Published 6 April 2026

Abstract grid floorplan breaking into reconfigurable tiles.

Hybrid work has fundamentally changed how companies plan, use, and optimise office space. Instead of assuming everyone is in every day, modern organisations adapt to a rhythm where work happens both remotely and on site. That shift is visible across the Swedish office market, especially in cities like Stockholm where demand for efficient, flexible solutions keeps rising.

Activity-based layouts and desk sharing

One of the strongest levers is the move from fixed desks to activity-based environments. Space is organised by type of work: focus zones for concentration, collaboration zones for teamwork, and social areas for informal conversation. The same footprint can work harder while better supporting different tasks.

Another shift is fewer dedicated desks through desk sharing.

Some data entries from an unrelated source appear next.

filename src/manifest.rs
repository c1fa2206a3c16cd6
use serde::Serialize;

use crate::{ArchiveEntry, DecodedEntry, TextureFormat};

/// Summary of an unpacked archive, written next to the exported images.
#[derive(Debug, Clone, Serialize)]
pub struct Manifest {
    pub archive: String,
    #[serde(rename = "entry")]
    pub entries: Vec<ManifestEntry>,
}

#[derive(Debug, Clone, Serialize)]
pub struct ManifestEntry {
    pub index: usize,
    pub name: String,
    pub file: String,
    pub format: TextureFormat,
    pub width: u16,
    pub height: u16,
    pub crc32: u32,
}

impl ManifestEntry {
    pub fn new(entry: &ArchiveEntry, decoded: &DecodedEntry, file: String) -> Self {
        Self {
            index: entry.index,
            name: entry.name.to_string(),
            file,
            format: decoded.info.format,
            width: decoded.info.width,
            height: decoded.info.height,
            crc32: decoded.crc32(),
        }
    }
}

impl Manifest {
    pub fn new(archive: impl Into<String>, mut entries: Vec<ManifestEntry>) -> Self {
        entries.sort_by_key(|entry| entry.index);

        Self {
            archive: archive.into(),
            entries,
        }
    }

    pub fn to_toml(&self) -> Result<String, toml::ser::Error> {
        toml::to_string_pretty(self)
    }
}
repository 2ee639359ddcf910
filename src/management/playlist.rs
use crate::{
    info,
    spotify::SpotifyClient,
    success,
    types::{CreatePlaylistRequest, TrackRef},
    utils,
};

/// Owns the destination playlist of a run.
///
/// The playlist id is never stored here: [`PlaylistManager::ensure`] returns
/// it and the caller passes it on to [`PlaylistManager::apply`].
pub struct PlaylistManager<'a> {
    spotify: &'a SpotifyClient,
    name: String,
    description: String,
}

impl<'a> PlaylistManager<'a> {
    pub fn new(spotify: &'a SpotifyClient, name: String, description: String) -> Self {
        Self {
            spotify,
            name,
            description,
        }
    }

    /// Returns the configured playlist, or creates a private one owned by
    /// the current user when none is configured.
    ///
    /// The boolean is `true` when a playlist was created.
    pub async fn ensure(&self, handle: Option<&str>) -> Result<(String, bool), reqwest::Error> {
        if let Some(id) = handle.filter(|id| !id.is_empty()) {
            return Ok((id.to_string(), false));
        }

        let user = self.spotify.current_user().await?;
        let request = CreatePlaylistRequest {
            name: self.name.clone(),
            description: self.description.clone(),
            public: false,
            collaborative: false,
        };
        let playlist = self.spotify.create_playlist(&user.id, &request).await?;

        success!("Created playlist {} ({})", playlist.name, playlist.id);
        Ok((playlist.id, true))
    }

    /// Writes `refs` into the playlist in batches of 100.
    ///
    /// The first batch replaces all current items, later batches are
    /// appended. Nothing is sent when `refs` is empty, so the playlist keeps
    /// its content. Batches applied before a failure stay applied.
    ///
    /// Returns the number of URIs written.
    pub async fn apply(&self, playlist_id: &str, refs: &[TrackRef]) -> Result<usize, reqwest::Error> {
        let uris: Vec<String> = refs.iter().map(|r| r.as_str().to_string()).collect();

        for (index, chunk) in utils::playlist_batches(&uris).enumerate() {
            if index == 0 {
                self.spotify.replace_items(playlist_id, chunk).await?;
            } else {
                self.spotify.add_items(playlist_id, chunk).await?;
            }
            info!("Wrote batch {} ({} tracks)", index + 1, chunk.len());
        }

        Ok(uris.len())
    }
}
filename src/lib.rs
//! SiriusXM to Spotify playlist sync library
//!
//! This library mirrors the recent play history of a SiriusXM station into a
//! Spotify playlist. A run fetches the tracks played in a trailing time window,
//! resolves each one to a Spotify track URI and writes the result into a
//! playlist, replacing whatever the previous run left there.
//!
//! # Modules
//!
//! - `api` - HTTP endpoints for the local OAuth callback server
//! - `cli` - Command implementations (`auth`, `sync`, `history`)
//! - `config` - Configuration loaded from the environment and `.env` files
//! - `management` - Token cache, catalog resolution and playlist management
//! - `server` - Local HTTP server for OAuth callbacks
//! - `spotify` - Spotify Web API client
//! - `station` - Station play-history client
//! - `types` - Data structures shared across modules
//! - `utils` - Pure helpers (PKCE, time window, queries, batching)

pub mod api;
pub mod cli;
pub mod config;
pub mod management;
pub mod server;
pub mod spotify;
pub mod station;
pub mod types;
pub mod utils;

/// A convenient Result type alias for operations that may fail.
///
/// Uses a boxed dynamic error so HTTP, configuration and cache failures can
/// all be propagated to the command layer with `?`.
pub type Res<T> = std::result::Result<T, Box<dyn std::error::Error + Send + Sync>>;

/// Prints an informational message with a blue bullet point.
///
/// # Example
///
/// ```
/// info!("Fetching since {} UTC", since);
/// ```
#[macro_export]
macro_rules! info {
  ($($arg:tt)*) => ({
    use colored::Colorize;
    println!("[{}] {}", "o".blue().bold(), std::format_args!($($arg)*));
  })
}

/// Prints a success message with a green checkmark.
#[macro_export]
macro_rules! success {
  ($($arg:tt)*) => ({
    use colored::Colorize;
    println!("[{}] {}", "✓".green().bold(), std::format_args!($($arg)*));
  })
}

/// Prints an error message with a red exclamation mark and exits the program.
///
/// The process terminates with exit code 1 right after printing. Only the
/// command layer uses this; library code propagates errors instead.
///
/// # Example
///
/// ```
/// error!("Sync failed: {}", e);
/// // Program exits here
/// ```
#[macro_export]
macro_rules! error {
  ($($arg:tt)*) => ({
    use colored::Colorize;
    println!("[{}] {}", "!".red().bold(), std::format_args!($($arg)*));
    std::process::exit(1);
  })
}

/// Prints a warning message with a yellow exclamation mark.
#[macro_export]
macro_rules! warning {
  ($($arg:tt)*) => ({
    use colored::Colorize;
    println!("[{}] {}", "!".yellow().bold(), std::format_args!($($arg)*));
  })
}
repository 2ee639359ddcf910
use axum::response::Json;
use serde_json::{Value, json};

pub async fn health() -> Json<Value> {
    Json(json!({
        "status": "ok",
        "service": env!("CARGO_PKG_NAME"),
        "version": env!("CARGO_PKG_VERSION")
    }))
}
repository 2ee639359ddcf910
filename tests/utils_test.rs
use chrono::{TimeZone, Utc};
use xmsync::types::{PlayEvent, TrackRef};
use xmsync::utils::*;

// Helper function to create a test play event
fn create_test_event(artist: &str, title: &str) -> PlayEvent {
    PlayEvent {
        artist: artist.to_string(),
        title: title.to_string(),
    }
}

#[test]
fn test_generate_code_verifier() {
    let verifier = generate_code_verifier();

    // Should be exactly 128 characters
    assert_eq!(verifier.len(), 128);

    // Should contain only alphanumeric characters
    assert!(verifier.chars().all(|c| c.is_ascii_alphanumeric()));

    // Two generated verifiers should be different
    let verifier2 = generate_code_verifier();
    assert_ne!(verifier, verifier2);
}

#[test]
fn test_generate_code_challenge() {
    let verifier = "test_verifier_123";
    let challenge = generate_code_challenge(verifier);

    // Same input produces same output
    assert_eq!(challenge, generate_code_challenge(verifier));

    // Different input should produce different output
    assert_ne!(challenge, generate_code_challenge("different_verifier"));

    // SHA256 digest in URL-safe base64 without padding is 43 characters
    assert_eq!(challenge.len(), 43);
    assert!(
        challenge
            .chars()
            .all(|c| c.is_ascii_alphanumeric() || c == '_' || c == '-')
    );
}

#[test]
fn test_generate_code_challenge_known_vector() {
    // RFC 7636 appendix B
    let verifier = "dBjftJeZ4CVP-mB92K27uhbUJU1p1r_wW1gFWFOEjXk";
    assert_eq!(
        generate_code_challenge(verifier),
        "E9Melhoa2OwvFrEMTJguCHaoeK1t8URWbuGJSstw-cM"
    );
}

#[test]
fn test_window_start_ms() {
    let now = Utc.with_ymd_and_hms(2025, 6, 1, 12, 0, 0).unwrap();
    let expected = Utc.with_ymd_and_hms(2025, 6, 1, 0, 0, 0).unwrap();

    assert_eq!(window_start(now, 12).unwrap(), expected);
    assert_eq!(window_start_ms(now, 12).unwrap(), expected.timestamp_millis());
    assert_eq!(
        now.timestamp_millis() - window_start_ms(now, 12).unwrap(),
        12 * 60 * 60 * 1000
    );
}

#[test]
fn test_window_start_crosses_midnight() {
    let now = Utc.with_ymd_and_hms(2025, 1, 1, 3, 30, 0).unwrap();
    let expected = Utc.with_ymd_and_hms(2024, 12, 31, 15, 30, 0).unwrap();

    assert_eq!(window_start(now, 12).unwrap(), expected);
    assert_eq!(
        window_start(now, 1).unwrap(),
        Utc.with_ymd_and_hms(2025, 1, 1, 2, 30, 0).unwrap()
    );
}

#[test]
fn test_window_start_out_of_range_is_an_error() {
    let now = Utc.with_ymd_and_hms(2025, 6, 1, 12, 0, 0).unwrap();

    let err = window_start_ms(now, u32::MAX).unwrap_err();
    assert!(err.to_string().contains("out of range"));
    assert!(window_start(now, u32::MAX).is_err());
}

#[test]
fn test_window_start_at_largest_accepted_window() {
    let now = Utc.with_ymd_and_hms(2025, 6, 1, 12, 0, 0).unwrap();
    let since = window_start(now, xmsync::config::MAX_WINDOW_HOURS).unwrap();
    assert_eq!((now - since).num_days(), 365);
}

#[test]
fn test_search_query_passes_fields_through() {
    let event = create_test_event("John Mayer", "Gravity");
    assert_eq!(search_query(&event), "artist:John Mayer track:Gravity");

    let event = create_test_event("Dead & Company", "Sugar Magnolia (Live) [Remastered]");
    assert_eq!(
        search_query(&event),
        "artist:Dead & Company track:Sugar Magnolia (Live) [Remastered]"
    );
}

#[test]
fn test_dedup_preserving_order() {
    let mut refs: Vec<TrackRef> = vec!["b".into(), "a".into(), "b".into(), "c".into(), "a".into()];

    dedup_preserving_order(&mut refs);

    let refs: Vec<&str> = refs.iter().map(|r| r.as_str()).collect();
    assert_eq!(refs, vec!["b", "a", "c"]);
}

#[test]
fn test_dedup_preserving_order_empty() {
    let mut refs: Vec<TrackRef> = Vec::new();
    dedup_preserving_order(&mut refs);
    assert!(refs.is_empty());
}

#[test]
fn test_playlist_batches() {
    let items: Vec<u32> = (0..250).collect();
    let sizes: Vec<usize> = playlist_batches(&items).map(|c| c.len()).collect();
    assert_eq!(sizes, vec![100, 100, 50]);

    let items: Vec<u32> = (0..100).collect();
    assert_eq!(playlist_batches(&items).count(), 1);

    let items: Vec<u32> = Vec::new();
    assert_eq!(playlist_batches(&items).count(), 0);
}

Because people are not in every weekday, several colleagues can share one workstation across the week. That improves cost efficiency, reduces excess space, and can lower rent.

Digital tools and data-led decisions

Digitalisation is central. Booking systems let people reserve desks, rooms, and neighbourhoods in advance, which adds structure and makes planning easier. Sensors and analytics show how space is actually used, creating feedback loops for layout and capacity.

Data becomes a practical optimisation tool. By studying occupancy, movement patterns, and utilisation by zone, teams can spot waste and adjust plans. The office can evolve continuously instead of staying frozen for years.

Quality over raw size and more flexible terms

Hybrid work has also changed the kind of environment companies want. The emphasis is less on maximising desks and more on high-quality space that supports collaboration, creativity, and culture. The office is increasingly a meeting place rather than the default venue for routine solo work.

In Stockholm, the trend is clear: smaller but more functional offices in well-connected locations. Proximity to public transport, food, and services often matters more than sheer square metres.

Lease flexibility is rising in parallel. Companies want room to scale up or down as headcount changes. That has lifted interest in coworking concepts and flexible contracts that avoid very long commitments.

Optimising for hybrid is about using space smarter, not simply leasing more. Activity-based design, digital tooling, and flexible models can cut cost, lift productivity, and better match how work actually happens.